Living in stress, organized chaos surrounding and turning the corner to realize, I don't need to be consumed by it. I don't need to allow this to control me. A changing of the seasons, colors change, a new leaf turned. Each day reveals a fresh layer, new experience, emotion and insight. Risk and sacrifice, many fear those words but I, I have found comfort in them. Knowing that step by step, risk and leaps and sacrifices, I will succeed. That said, after twelve and a half years of service to the company which I stepped down in position from to return to school, I gave full notice. Working my way up in success to management, back to part time in another area and now leaving the company and entire industry to pursue the direction of my studies, nutrition. A sense of peace, yet again, this is the right decision. Starting Invictus, LLC as a nutrition consultant opened the door to now partnering with  a local supplement and nutrition store in Denver to offer independent nutrition consulting and coaching, writing plans for their clients. In order to be successful in this path, in order to provide for myself and have the ability to cover living expenses come June when the loan funds have disappeared, most of all in order to build the foundation for my business and create success, I must give 100% of myself. It allows the flexibility to maintain school hours and studies, yet I continue to flounder in an attempt to actually have a schedule, it is slowly progressing. I have the opportunity to wake up every day and know that I am going to help people, I am going to change lives. That is powerful. That holds more meaning and value that any extreme paycheck would offer. That makes me happy. Not to say I don't have a learning curve ahead, I do, and I will take the challenge, absorb all information possible, grow and continue to be a better me for others, and their success. Suddenly the stress and overwhelming feelings that have consumed me these last weeks have lightened in weight. I am doing the right thing. 

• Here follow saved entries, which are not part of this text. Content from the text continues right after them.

#![warn(clippy::unwrap_used)]

//! Feature flags: typed values keyed by flag key, with partial updates.

pub mod repository;

pub use repository::FlagService;
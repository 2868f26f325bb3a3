//! Single-condition evaluation. Every type mismatch is an explicit branch:
//! a condition never panics and never errors, it just fails to match.

use flagline_core::types::{Operator, TargetingCondition};
use flagline_core::value::{AttributeValue, Context, Scalar};

/// Evaluate one condition against a request context.
///
/// An attribute missing from the context never matches, whatever the operator.
pub fn evaluate(condition: &TargetingCondition, context: &Context) -> bool {
    let Some(actual) = context.get(&condition.attribute) else {
        return false;
    };
    compare(actual, condition.operator, &condition.value)
}

/// Apply `operator` to a context value (`actual`) and a condition value (`expected`).
pub fn compare(actual: &AttributeValue, operator: Operator, expected: &AttributeValue) -> bool {
    match operator {
        Operator::Equals => actual == expected,
        Operator::NotEquals => actual != expected,
        Operator::Contains => contains(actual, expected).unwrap_or(false),
        Operator::NotContains => match actual {
            AttributeValue::String(_) | AttributeValue::List(_) => {
                contains(actual, expected).map_or(false, |found| !found)
            }
            _ => true,
        },
        Operator::GreaterThan => numeric_pair(actual, expected).map_or(false, |(a, e)| a > e),
        Operator::LessThan => numeric_pair(actual, expected).map_or(false, |(a, e)| a < e),
        Operator::In => expected
            .as_list()
            .map_or(false, |list| member_of(actual, list)),
        Operator::NotIn => expected
            .as_list()
            .map_or(false, |list| !member_of(actual, list)),
        Operator::Between => match (range_bounds(expected), actual.as_number()) {
            (Some((lo, hi)), Some(v)) => lo <= v && v <= hi,
            _ => false,
        },
        Operator::NotBetween => match (range_bounds(expected), actual.as_number()) {
            (Some((lo, hi)), Some(v)) => !(lo <= v && v <= hi),
            (Some(_), None) => true,
            (None, _) => false,
        },
    }
}

/// Membership of `needle` in a string or list haystack.
///
/// `None` when the pair cannot be compared: the haystack is not a string or
/// list, or the needle has the wrong shape for it.
fn contains(haystack: &AttributeValue, needle: &AttributeValue) -> Option<bool> {
    match haystack {
        AttributeValue::String(s) => needle.as_str().map(|n| s.contains(n)),
        AttributeValue::List(items) => needle.as_scalar().map(|n| items.contains(&n)),
        _ => None,
    }
}

fn member_of(value: &AttributeValue, list: &[Scalar]) -> bool {
    value.as_scalar().map_or(false, |v| list.contains(&v))
}

fn numeric_pair(a: &AttributeValue, b: &AttributeValue) -> Option<(f64, f64)> {
    Some((a.as_number()?, b.as_number()?))
}

/// `[lo, hi]` from a two-element numeric list.
fn range_bounds(value: &AttributeValue) -> Option<(f64, f64)> {
    match value.as_list()? {
        [lo, hi] => Some((lo.as_number()?, hi.as_number()?)),
        _ => None,
    }
}

#[cfg(test)]
mod tests {
    use super::*;
    use flagline_core::value::context;

    const ALL_OPERATORS: [Operator; 10] = [
        Operator::Equals,
        Operator::NotEquals,
        Operator::Contains,
        Operator::NotContains,
        Operator::GreaterThan,
        Operator::LessThan,
        Operator::In,
        Operator::NotIn,
        Operator::Between,
        Operator::NotBetween,
    ];

    fn list(items: &[Scalar]) -> AttributeValue {
        AttributeValue::List(items.to_vec())
    }

    #[test]
    fn test_missing_attribute_fails_closed_for_every_operator() {
        let empty = Context::new();
        let other = context([("country", "SE")]);
        for operator in ALL_OPERATORS {
            let condition = TargetingCondition::new("plan", operator, list(&["beta".into()]));
            assert!(!evaluate(&condition, &empty), "{operator:?} matched an empty context");
            assert!(!evaluate(&condition, &other), "{operator:?} matched without the attribute");
        }
    }

    #[test]
    fn test_equality() {
        let ctx = context([("plan", "beta")]);
        assert!(evaluate(&TargetingCondition::new("plan", Operator::Equals, "beta"), &ctx));
        assert!(!evaluate(&TargetingCondition::new("plan", Operator::Equals, "free"), &ctx));
        assert!(evaluate(&TargetingCondition::new("plan", Operator::NotEquals, "free"), &ctx));
        // Different types are simply unequal.
        assert!(evaluate(&TargetingCondition::new("plan", Operator::NotEquals, 1.0), &ctx));
    }

    #[test]
    fn test_contains_on_strings_and_lists() {
        let ctx = context([
            ("email", AttributeValue::from("ana@company.com")),
            ("tags", list(&["vip".into(), 7.0.into()])),
            ("age", AttributeValue::from(40i64)),
        ]);

        assert!(compare(&ctx["email"], Operator::Contains, &"@company".into()));
        assert!(!compare(&ctx["email"], Operator::Contains, &"@other".into()));
        assert!(compare(&ctx["tags"], Operator::Contains, &"vip".into()));
        assert!(compare(&ctx["tags"], Operator::Contains, &7.0.into()));
        assert!(compare(&ctx["tags"], Operator::NotContains, &"basic".into()));
        assert!(!compare(&ctx["tags"], Operator::NotContains, &"vip".into()));

        // Haystack of the wrong type: contains fails closed, not_contains fails open.
        assert!(!compare(&ctx["age"], Operator::Contains, &"4".into()));
        assert!(compare(&ctx["age"], Operator::NotContains, &"4".into()));
    }

    #[test]
    fn test_malformed_needle_never_matches() {
        let email = AttributeValue::from("ana@company.com");
        assert!(!compare(&email, Operator::Contains, &5.0.into()));
        assert!(!compare(&email, Operator::NotContains, &5.0.into()));

        let tags = list(&["vip".into()]);
        assert!(!compare(&tags, Operator::Contains, &list(&["vip".into()])));
    }

    #[test]
    fn test_numeric_comparisons() {
        let age = AttributeValue::from(30i64);
        assert!(compare(&age, Operator::GreaterThan, &18.0.into()));
        assert!(!compare(&age, Operator::GreaterThan, &30.0.into()));
        assert!(compare(&age, Operator::LessThan, &30.5.into()));
        assert!(!compare(&"30".into(), Operator::GreaterThan, &18.0.into()));
        assert!(!compare(&age, Operator::LessThan, &"40".into()));
    }

    #[test]
    fn test_in_and_not_in() {
        let country = AttributeValue::from("SE");
        let nordics = list(&["SE".into(), "NO".into(), "DK".into()]);
        assert!(compare(&country, Operator::In, &nordics));
        assert!(!compare(&country, Operator::NotIn, &nordics));
        assert!(compare(&"DE".into(), Operator::NotIn, &nordics));

        // Condition value must be a list for both.
        assert!(!compare(&country, Operator::In, &"SE".into()));
        assert!(!compare(&country, Operator::NotIn, &"SE".into()));
    }

    #[test]
    fn test_between_is_inclusive() {
        let range = list(&[18.0.into(), 65.0.into()]);
        for (age, inside) in [(18.0, true), (40.0, true), (65.0, true), (17.9, false), (66.0, false)] {
            let value = AttributeValue::from(age);
            assert_eq!(compare(&value, Operator::Between, &range), inside, "age {age}");
            assert_eq!(compare(&value, Operator::NotBetween, &range), !inside, "age {age}");
        }
    }

    #[test]
    fn test_between_type_mismatches() {
        let range = list(&[18.0.into(), 65.0.into()]);
        let name = AttributeValue::from("ana");
        assert!(!compare(&name, Operator::Between, &range));
        assert!(compare(&name, Operator::NotBetween, &range));

        // Malformed ranges never match.
        let age = AttributeValue::from(30i64);
        for bad in [
            list(&[18.0.into()]),
            list(&[1.0.into(), 2.0.into(), 3.0.into()]),
            list(&["a".into(), "z".into()]),
            AttributeValue::from(30i64),
        ] {
            assert!(!compare(&age, Operator::Between, &bad));
            assert!(!compare(&age, Operator::NotBetween, &bad));
        }
    }
}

Training for competition, choosing to do the NPC Bikini Division another time, instead of the next level up, provides a sense of relief. My personal goals in competing is to be a better me than yesterday, better physically, stronger mentally, than the last time on stage. It is not an easy journey for anyone, mind, body, soul, all incorporated during these weeks of training. I choose not to put my fate in the judges hands to tell me what place I am, when I step on stage knowing I've given every ounce of me and more, I know my place. I am there to show my work and be proud of me and all of those standing near who have worked so hard to reach their goals. While I look forward to the finish line, I appreciate the journey. This is where I learn, this is where I grow, this is where I come across the path of many others who are in need of that motivation or support, or provide it to me when I didn't even realize I needed it. 

Find success through who you are, not someone else. Create yourself. Allow the seasons to change and be adaptable and resilient enough to change with them, it is amazing where you find yourself.